Range to reproduce from the entries below: the line with "for policy in", the line with "pub mod timeline;", and every line in between. Give them exactly and give nothing else.

[[ Supplied records open ]]

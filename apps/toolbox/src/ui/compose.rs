use dioxus::prelude::*;

use crate::hooks::browser::offer_download;
use crate::services::compose::{
    ComposeError, ComposeProject, Preset, RestartPolicy, Service, FILE_NAME,
};
use crate::state::{use_app_actions, AppActions};
use crate::ui::layout::{Tool, ToolFrame};
use crate::ui::widgets::{
    text_field, CopyButton, Panel, BUTTON_CLASS, INPUT_CLASS, SECONDARY_BUTTON_CLASS,
};

#[component]
pub fn ComposePanel() -> Element {
    let actions = use_app_actions();
    let mut project = use_signal(|| {
        let mut project = ComposeProject::default();
        project.add_preset(Preset::Nginx);
        project
    });

    let snapshot = project.read().clone();
    let issues = snapshot.validate();
    let yaml = if issues.is_empty() {
        snapshot.to_yaml().map_err(|err| err.to_string())
    } else {
        Err(ComposeError::Invalid(issues.clone()).to_string())
    };
    let yaml_text = yaml.clone().unwrap_or_default();
    let preview = match yaml {
        Ok(text) => rsx! {
            pre { class: "max-h-96 overflow-auto rounded bg-slate-900 p-3 font-mono text-xs text-slate-100", "{text}" }
        },
        Err(message) => rsx! {
            p { class: "text-xs text-red-600", "{message}" }
        },
    };

    rsx! {
        ToolFrame { tool: Tool::Compose,
            Panel { title: "Services".to_string(),
                div { class: "flex flex-wrap gap-2",
                    button {
                        class: BUTTON_CLASS,
                        onclick: move |_| {
                            let mut project = project.write();
                            let name = format!("service{}", project.services.len() + 1);
                            project.add(Service { name, ..Service::default() });
                        },
                        "Add service"
                    }
                    for preset in Preset::ALL {
                        button {
                            key: "{preset.label()}",
                            class: SECONDARY_BUTTON_CLASS,
                            onclick: move |_| {
                                project.write().add_preset(preset);
                            },
                            "+ {preset.label()}"
                        }
                    }
                }
                for (index, service) in snapshot.services.iter().cloned().enumerate() {
                    {service_editor(index, service, project, issues.iter().filter(|issue| issue.service == index).map(|issue| issue.message.clone()).collect(), actions)}
                }
            }

            Panel { title: FILE_NAME.to_string(),
                {preview}
                div { class: "flex gap-2",
                    button {
                        class: BUTTON_CLASS,
                        disabled: yaml_text.is_empty(),
                        onclick: {
                            let yaml_text = yaml_text.clone();
                            move |_| offer_download(actions, FILE_NAME, "application/x-yaml", yaml_text.as_bytes())
                        },
                        "Download"
                    }
                    CopyButton { label: "Compose file".to_string(), text: yaml_text.clone() }
                }
            }
        }
    }
}

fn lines(values: &[String]) -> String {
    values.join("\n")
}

fn from_lines(value: &str) -> Vec<String> {
    value.lines().map(str::to_string).collect()
}

fn service_editor(
    index: usize,
    service: Service,
    mut project: Signal<ComposeProject>,
    issues: Vec<String>,
    actions: AppActions,
) -> Element {
    let mut edit = move |apply: &dyn Fn(&mut Service)| {
        if let Some(service) = project.write().services.get_mut(index) {
            apply(service);
        }
    };

    let list_field = move |label: &'static str, hint: &'static str, value: String, set: fn(&mut Service, Vec<String>)| {
        rsx! {
            label { class: "flex flex-col gap-1 text-xs text-slate-600",
                "{label}"
                textarea {
                    class: "{INPUT_CLASS} h-16 font-mono",
                    placeholder: "{hint}",
                    value: "{value}",
                    oninput: move |evt| {
                        let values = from_lines(&evt.value());
                        edit(&|service| set(service, values.clone()));
                    },
                }
            }
        }
    };

    rsx! {
        div { key: "{index}", class: "space-y-2 rounded border border-slate-200 p-3",
            div { class: "flex items-center justify-between",
                h3 { class: "text-sm font-semibold", "{service.name}" }
                button {
                    class: SECONDARY_BUTTON_CLASS,
                    onclick: move |_| {
                        let removed = project.write().remove(index);
                        if let Err(err) = removed {
                            actions.record_failure("Remove service", err);
                        }
                    },
                    "Remove"
                }
            }
            div { class: "grid gap-2 md:grid-cols-2",
                {text_field("Name", &service.name, move |value| edit(&|service| service.name = value.clone()))}
                {text_field("Image", &service.image, move |value| edit(&|service| service.image = value.clone()))}
                {text_field("Container name", &service.container_name, move |value| edit(&|service| service.container_name = value.clone()))}
                {text_field("Command", &service.command, move |value| edit(&|service| service.command = value.clone()))}
                {list_field("Ports", "8080:80", lines(&service.ports), |service, values| service.ports = values)}
                {list_field("Environment", "KEY=value", lines(&service.environment), |service, values| service.environment = values)}
                {list_field("Volumes", "data:/var/lib/data", lines(&service.volumes), |service, values| service.volumes = values)}
                {list_field("Depends on", "db", lines(&service.depends_on), |service, values| service.depends_on = values)}
                {list_field("Networks", "backend", lines(&service.networks), |service, values| service.networks = values)}
                label { class: "flex flex-col gap-1 text-xs text-slate-600",
                    "Restart"
                    select {
                        class: INPUT_CLASS,
                        value: "{service.restart.value()}",
                        onchange: move |evt| {
                            if let Some(policy) = RestartPolicy::from_value(&evt.value()) {
                                edit(&|service| service.restart = policy);
                            }
                        },
                        for policy in RestartPolicy::ALL {
                            option { key: "{policy.value()}", value: "{policy.value()}", "{policy.value()}" }
                        }
                    }
                }
            }
            for (number, issue) in issues.into_iter().enumerate() {
                p { key: "{number}", class: "text-xs text-red-600", "{issue}" }
            }
        }
    }
}
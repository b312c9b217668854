//! Tabsync - synchronized tablature to timed arrangement compiler
//!
//! This library provides:
//! - Loading of tablature documents and GoPlayAlong sync files
//! - A time mapping from bar positions to seconds built from the sync points
//! - A bar walker expanding repeats into note, chord, beat and section events
//! - Assembly and serialization of Rocksmith-style arrangement documents
//!
//! # Example
//!
//! ```no_run
//! use tabsync::{
//!     build_interpolator, convert_track, parse_sync_file, parse_tab_file, write_document,
//!     ConversionSettings, ConversionTables, OutputFormat,
//! };
//! use std::path::Path;
//!
//! let sync = parse_sync_file(Path::new("song.xml")).unwrap();
//! let song = parse_tab_file(Path::new(&sync.score_url)).unwrap();
//! let interpolator = build_interpolator(&sync.points().unwrap()).unwrap();
//! let tables = ConversionTables::default();
//! let document =
//!     convert_track(&song, 0, &interpolator, &tables, &ConversionSettings::default()).unwrap();
//! let xml = write_document(&document, OutputFormat::Xml).unwrap();
//! ```

pub mod convert;
pub mod document;
pub mod error;
pub mod parser;
pub mod timeline;

// Re-export main types for convenience
pub use convert::{build_interpolator, compile_track, convert_song, convert_track};
pub use document::{
    assembler::{assemble_document, sortable_name, ConversionSettings},
    counted::Counted,
    writer::{output_file_name, write_document, OutputFormat},
    SongDocument,
};
pub use error::TabSyncError;
pub use parser::{
    sync_parser::{parse_sync_document, parse_sync_file, parse_sync_points, SyncDocument, SyncPoint},
    tab_parser::{
        parse_tab_data, parse_tab_file, Bar, BarSettings, Beat, Duration, Note, TabSong, TabTrack,
        TimeSignature,
    },
};
pub use timeline::{
    builder::{Timeline, TimelineBuilder},
    interpolator::{AnchorPoint, Interpolator},
    tables::{ConversionTables, STANDARD_TUNING},
    tuning::{tuning_offset, TuningOffset},
    walker::BarWalker,
};
//! Error types for the tabsync library

use std::io;

/// Library error type for tabsync operations
#[derive(Debug, thiserror::Error)]
pub enum TabSyncError {
    /// Malformed or insufficient input to a pure function (anchors, tuning, local config)
    #[error("configuration error: {0}")]
    ConfigurationError(String),

    /// Tablature structure that cannot be compiled (unknown duration, string out of range)
    #[error("structural inconsistency: {0}")]
    StructuralInconsistency(String),

    /// Sync data is empty or unparsable
    #[error("missing anchor data: {0}")]
    MissingAnchorData(String),

    /// Parsing error when reading tablature or sync files
    #[error("parsing error: {0}")]
    ParsingError(String),

    /// Failure while writing the arrangement document
    #[error("serialization error: {0}")]
    SerializationError(String),

    /// I/O error
    #[error("I/O error: {0}")]
    IoError(String),
}

impl From<io::Error> for TabSyncError {
    fn from(error: io::Error) -> Self {
        Self::IoError(error.to_string())
    }
}
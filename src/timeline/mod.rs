pub mod builder;
pub mod events;
pub mod interpolator;
pub mod tables;
pub mod tuning;
pub mod walker;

[[ Supplied records closed ]]

▶ [Solution to the exercise]
                        for policy in RestartPolicy::ALL {
                            option { key: "{policy.value()}", value: "{policy.value()}", "{policy.value()}" }
                        }
                    }
                }
            }
            for (number, issue) in issues.into_iter().enumerate() {
                p { key: "{number}", class: "text-xs text-red-600", "{issue}" }
            }
        }
    }
}
repository b312c9b217668854
//! Tabsync - synchronized tablature to timed arrangement compiler
//!
//! This library provides:
//! - Loading of tablature documents and GoPlayAlong sync files
//! - A time mapping from bar positions to seconds built from the sync points
//! - A bar walker expanding repeats into note, chord, beat and section events
//! - Assembly and serialization of Rocksmith-style arrangement documents
//!
//! # Example
//!
//! ```no_run
//! use tabsync::{
//!     build_interpolator, convert_track, parse_sync_file, parse_tab_file, write_document,
//!     ConversionSettings, ConversionTables, OutputFormat,
//! };
//! use std::path::Path;
//!
//! let sync = parse_sync_file(Path::new("song.xml")).unwrap();
//! let song = parse_tab_file(Path::new(&sync.score_url)).unwrap();
//! let interpolator = build_interpolator(&sync.points().unwrap()).unwrap();
//! let tables = ConversionTables::default();
//! let document =
//!     convert_track(&song, 0, &interpolator, &tables, &ConversionSettings::default()).unwrap();
//! let xml = write_document(&document, OutputFormat::Xml).unwrap();
//! ```

pub mod convert;
pub mod document;
pub mod error;
pub mod parser;
pub mod timeline;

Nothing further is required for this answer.